Saved entries
=======

impl Processor {
    pub fn process(program_id: &Pubkey, accounts: &[AccountInfo], instruction_data: &[u8]) -> ProgramResult {
        let instruction = CasinoInstruction::unpack(instruction_data)?;

        match instruction {
            CasinoInstruction::Initialize { oracle_authority } => {
                msg!("Instruction: Initialize");
                Self::process_initialize(program_id, accounts, oracle_authority)
            }
            CasinoInstruction::PlaceBet { choice, stake } => {
                msg!("Instruction: PlaceBet");
                Self::process_place_bet(program_id, accounts, choice, stake)
            }
            CasinoInstruction::FulfillRandomness { random_value } => {
                msg!("Instruction: FulfillRandomness");
                Self::process_fulfill_randomness(program_id, accounts, random_value)
            }
            CasinoInstruction::ClaimBet { bet_id } => {
                msg!("Instruction: ClaimBet");
                Self::process_claim_bet(program_id, accounts, bet_id)
            }
            CasinoInstruction::Deposit { amount } => {
                msg!("Instruction: Deposit");
                Self::process_deposit(program_id, accounts, amount)
            }
            CasinoInstruction::Withdraw { amount } => {
                msg!("Instruction: Withdraw");
                Self::process_withdraw(program_id, accounts, amount)
            }
            CasinoInstruction::Pause => {
                msg!("Instruction: Pause");
                Self::process_set_paused(program_id, accounts, true)
            }
            CasinoInstruction::Unpause => {
                msg!("Instruction: Unpause");
                Self::process_set_paused(program_id, accounts, false)
            }
            CasinoInstruction::TransferOwnership { new_owner } => {
                msg!("Instruction: TransferOwnership");
                Self::process_transfer_ownership(program_id, accounts, new_owner)
            }
            CasinoInstruction::SetOracleAuthority { oracle_authority } => {
                msg!("Instruction: SetOracleAuthority");
                Self::process_set_oracle_authority(program_id, accounts, oracle_authority)
            }
            CasinoInstruction::ResendResolutionRequest { bet_id } => {
                msg!("Instruction: ResendResolutionRequest");
                Self::process_resend_resolution_request(program_id, accounts, bet_id)
            }
        }
    }

    fn process_initialize(program_id: &Pubkey, accounts: &[AccountInfo], oracle_authority: Pubkey) -> ProgramResult {
        let account_info_iter = &mut accounts.iter();
        let owner_info = next_account_info(account_info_iter)?;
        let config_info = next_account_info(account_info_iter)?;
        let ledger_info = next_account_info(account_info_iter)?;
        let system_program_info = next_account_info(account_info_iter)?;

        require_signer(owner_info)?;
        require_system_program(system_program_info)?;

        let (config_pubkey, config_bump) = find_config_address(program_id);
        let (ledger_pubkey, ledger_bump) = find_ledger_address(program_id);
        if *config_info.key != config_pubkey || *ledger_info.key != ledger_pubkey {
            return Err(CasinoError::InvalidPda.into());
        }

        if !config_info.data_is_empty() || !ledger_info.data_is_empty() {
            return Err(CasinoError::AlreadyInitialized.into());
        }

        create_pda_account(
            owner_info,
            config_info,
            system_program_info,
            program_id,
            CasinoConfig::LEN,
            &[seeds::CASINO_CONFIG, &[config_bump]],
        )?;
        create_pda_account(
            owner_info,
            ledger_info,
            system_program_info,
            program_id,
            LedgerState::LEN,
            &[seeds::LEDGER, &[ledger_bump]],
        )?;

        let config = CasinoConfig::new(*owner_info.key, oracle_authority, ledger_pubkey, config_bump);
        config.save(&mut config_info.try_borrow_mut_data()?[..])?;

        let ledger_state = LedgerState::new(ledger_bump);
        ledger_state.save(&mut ledger_info.try_borrow_mut_data()?[..])?;

        msg!("Casino initialized, owner {}, oracle {}", owner_info.key, oracle_authority);
        Ok(())
    }

    fn process_place_bet(program_id: &Pubkey, accounts: &[AccountInfo], choice: u8, stake: u64) -> ProgramResult {
        let account_info_iter = &mut accounts.iter();
        let bettor_info = next_account_info(account_info_iter)?;
        let config_info = next_account_info(account_info_iter)?;
        let ledger_info = next_account_info(account_info_iter)?;
        let bet_info = next_account_info(account_info_iter)?;
        let bettor_bets_info = next_account_info(account_info_iter)?;
        let request_info = next_account_info(account_info_iter)?;
        let system_program_info = next_account_info(account_info_iter)?;

        require_signer(bettor_info)?;
        require_system_program(system_program_info)?;

        let config = load_config(program_id, config_info)?;
        let mut ledger_state = load_ledger(program_id, ledger_info)?;
        let clock = Clock::get()?;

        let (bet_pubkey, bet_bump) = find_bet_address(program_id, ledger_state.next_bet_id);
        if *bet_info.key != bet_pubkey {
            msg!("Bet account does not match next bet id {}", ledger_state.next_bet_id);
            return Err(CasinoError::InvalidPda.into());
        }

        let mut oracle = RequestAccountOracle {
            program_id,
            ledger: ledger_info.key,
            payer: bettor_info,
            request_info,
            system_program: system_program_info,
            clock: &clock,
        };

        let mut bet = BetLedger::new(&config, &mut ledger_state).place_bet(
            &mut oracle,
            *bettor_info.key,
            choice,
            stake,
            clock.unix_timestamp,
        )?;
        bet.bump = bet_bump;

        create_pda_account(
            bettor_info,
            bet_info,
            system_program_info,
            program_id,
            Bet::LEN,
            &[seeds::BET, &bet.id.to_le_bytes(), &[bet_bump]],
        )?;
        bet.save(&mut bet_info.try_borrow_mut_data()?[..])?;

        append_bettor_bet(program_id, bettor_info, bettor_bets_info, system_program_info, bet.id)?;

        invoke(
            &system_instruction::transfer(bettor_info.key, ledger_info.key, stake),
            &[bettor_info.clone(), ledger_info.clone(), system_program_info.clone()],
        )?;

        ledger_state.save(&mut ledger_info.try_borrow_mut_data()?[..])?;

        BetPlaced {
            bet_id: bet.id,
            bettor: bet.bettor,
            amount: bet.amount,
            choice: bet.bettor_choice,
        }
        .emit();

        msg!("Bet {} placed: {} lamports", bet.id, stake);
        Ok(())
    }

    fn process_fulfill_randomness(program_id: &Pubkey, accounts: &[AccountInfo], random_value: [u8; 32]) -> ProgramResult {
        let account_info_iter = &mut accounts.iter();
        let oracle_info = next_account_info(account_info_iter)?;
        let config_info = next_account_info(account_info_iter)?;
        let ledger_info = next_account_info(account_info_iter)?;
        let request_info = next_account_info(account_info_iter)?;
        let bet_info = next_account_info(account_info_iter)?;
        let bettor_info = next_account_info(account_info_iter)?;

        require_signer(oracle_info)?;

        let config = load_config(program_id, config_info)?;
        let mut ledger_state = load_ledger(program_id, ledger_info)?;
        let request = load_request(program_id, request_info)?;

        let mut bet = load_bet(program_id, bet_info, request.bet_id)?;
        if *bettor_info.key != request.bettor {
            return Err(ProgramError::InvalidArgument);
        }

        let clock = Clock::get()?;
        let (platform_choice, outcome) = BetLedger::new(&config, &mut ledger_state).fulfill_randomness(
            oracle_info.key,
            &request,
            &mut bet,
            &random_value,
            clock.unix_timestamp,
        )?;

        bet.save(&mut bet_info.try_borrow_mut_data()?[..])?;
        ledger_state.save(&mut ledger_info.try_borrow_mut_data()?[..])?;
        close_account(request_info, bettor_info)?;

        BetResolved {
            bet_id: bet.id,
            platform_choice,
            outcome,
        }
        .emit();

        msg!("Bet {} resolved: {:?}", bet.id, outcome);
        Ok(())
    }

    fn process_claim_bet(program_id: &Pubkey, accounts: &[AccountInfo], bet_id: u64) -> ProgramResult {
        let account_info_iter = &mut accounts.iter();
        let bettor_info = next_account_info(account_info_iter)?;
        let config_info = next_account_info(account_info_iter)?;
        let ledger_info = next_account_info(account_info_iter)?;
        let bet_info = next_account_info(account_info_iter)?;

        require_signer(bettor_info)?;

        let config = load_config(program_id, config_info)?;
        let mut ledger_state = load_ledger(program_id, ledger_info)?;
        let mut bet = load_bet(program_id, bet_info, bet_id)?;

        let payout = BetLedger::new(&config, &mut ledger_state).claim_bet(bettor_info.key, &mut bet)?;

        // Commit before any value leaves the ledger
        bet.save(&mut bet_info.try_borrow_mut_data()?[..])?;
        ledger_state.save(&mut ledger_info.try_borrow_mut_data()?[..])?;

        transfer_from_ledger(ledger_info, bettor_info, payout)?;

        BetClaimed { bet_id, payout }.emit();

        msg!("Bet {} claimed: {} lamports", bet_id, payout);
        Ok(())
    }

    fn process_deposit(program_id: &Pubkey, accounts: &[AccountInfo], amount: u64) -> ProgramResult {
        let account_info_iter = &mut accounts.iter();
        let depositor_info = next_account_info(account_info_iter)?;
        let config_info = next_account_info(account_info_iter)?;
        let ledger_info = next_account_info(account_info_iter)?;
        let system_program_info = next_account_info(account_info_iter)?;

        require_signer(depositor_info)?;
        require_system_program(system_program_info)?;

        let config = load_config(program_id, config_info)?;
        let mut ledger_state = load_ledger(program_id, ledger_info)?;

        BetLedger::new(&config, &mut ledger_state).deposit(amount)?;

        invoke(
            &system_instruction::transfer(depositor_info.key, ledger_info.key, amount),
            &[depositor_info.clone(), ledger_info.clone(), system_program_info.clone()],
        )?;

        ledger_state.save(&mut ledger_info.try_borrow_mut_data()?[..])?;

        FundsDeposited {
            depositor: *depositor_info.key,
            amount,
        }
        .emit();

        Ok(())
    }

    fn process_withdraw(program_id: &Pubkey, accounts: &[AccountInfo], amount: u64) -> ProgramResult {
        let account_info_iter = &mut accounts.iter();
        let owner_info = next_account_info(account_info_iter)?;
        let config_info = next_account_info(account_info_iter)?;
        let ledger_info = next_account_info(account_info_iter)?;

        require_signer(owner_info)?;

        let config = load_config(program_id, config_info)?;
        let mut ledger_state = load_ledger(program_id, ledger_info)?;

        BetLedger::new(&config, &mut ledger_state).withdraw(owner_info.key, amount)?;

        ledger_state.save(&mut ledger_info.try_borrow_mut_data()?[..])?;

        transfer_from_ledger(ledger_info, owner_info, amount)?;

        FundsWithdrawn {
            owner: *owner_info.key,
            amount,
        }
        .emit();

        Ok(())
    }

    fn process_set_paused(program_id: &Pubkey, accounts: &[AccountInfo], paused: bool) -> ProgramResult {
        let account_info_iter = &mut accounts.iter();
        let owner_info = next_account_info(account_info_iter)?;
        let config_info = next_account_info(account_info_iter)?;

        require_signer(owner_info)?;

        let mut config = load_config(program_id, config_info)?;
        let now = Clock::get()?.unix_timestamp;

        if paused {
            config.pause(owner_info.key, now)?;
        } else {
            config.unpause(owner_info.key, now)?;
        }

        config.save(&mut config_info.try_borrow_mut_data()?[..])?;

        CircuitBreakerChanged { paused }.emit();

        Ok(())
    }

    fn process_transfer_ownership(program_id: &Pubkey, accounts: &[AccountInfo], new_owner: Pubkey) -> ProgramResult {
        let account_info_iter = &mut accounts.iter();
        let owner_info = next_account_info(account_info_iter)?;
        let config_info = next_account_info(account_info_iter)?;

        require_signer(owner_info)?;

        let mut config = load_config(program_id, config_info)?;
        let previous_owner = config.transfer_ownership(owner_info.key, new_owner)?;

        config.save(&mut config_info.try_borrow_mut_data()?[..])?;

        OwnershipTransferred {
            previous_owner,
            new_owner,
        }
        .emit();

        Ok(())
    }

    fn process_set_oracle_authority(
        program_id: &Pubkey,
        accounts: &[AccountInfo],
        oracle_authority: Pubkey,
    ) -> ProgramResult {
        let account_info_iter = &mut accounts.iter();
        let owner_info = next_account_info(account_info_iter)?;
        let config_info = next_account_info(account_info_iter)?;

        require_signer(owner_info)?;

        let mut config = load_config(program_id, config_info)?;
        let previous_authority = config.set_oracle_authority(owner_info.key, oracle_authority)?;

        config.save(&mut config_info.try_borrow_mut_data()?[..])?;

        OracleAuthorityChanged {
            previous_authority,
            new_authority: oracle_authority,
        }
        .emit();

        Ok(())
    }

    fn process_resend_resolution_request(program_id: &Pubkey, accounts: &[AccountInfo], bet_id: u64) -> ProgramResult {
        let account_info_iter = &mut accounts.iter();
        let caller_info = next_account_info(account_info_iter)?;
        let config_info = next_account_info(account_info_iter)?;
        let bet_info = next_account_info(account_info_iter)?;
        let request_info = next_account_info(account_info_iter)?;

        require_signer(caller_info)?;

        let config = load_config(program_id, config_info)?;
        let bet = load_bet(program_id, bet_info, bet_id)?;
        let mut request = load_request(program_id, request_info)?;

        let resend_count = resend_request(&config, caller_info.key, &mut request, &bet)?;

        request.save(&mut request_info.try_borrow_mut_data()?[..])?;

        RandomnessRequested {
            token: request.token,
            bet_id,
            slot: Clock::get()?.slot,
            resend_count,
        }
        .emit();

        Ok(())
    }
}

=======

_Exercise details_
From the records above, pull every line that carries the word "seeds".

_Exercise response_
            &[seeds::CASINO_CONFIG, &[config_bump]],
            &[seeds::LEDGER, &[ledger_bump]],
            &[seeds::BET, &bet.id.to_le_bytes(), &[bet_bump]],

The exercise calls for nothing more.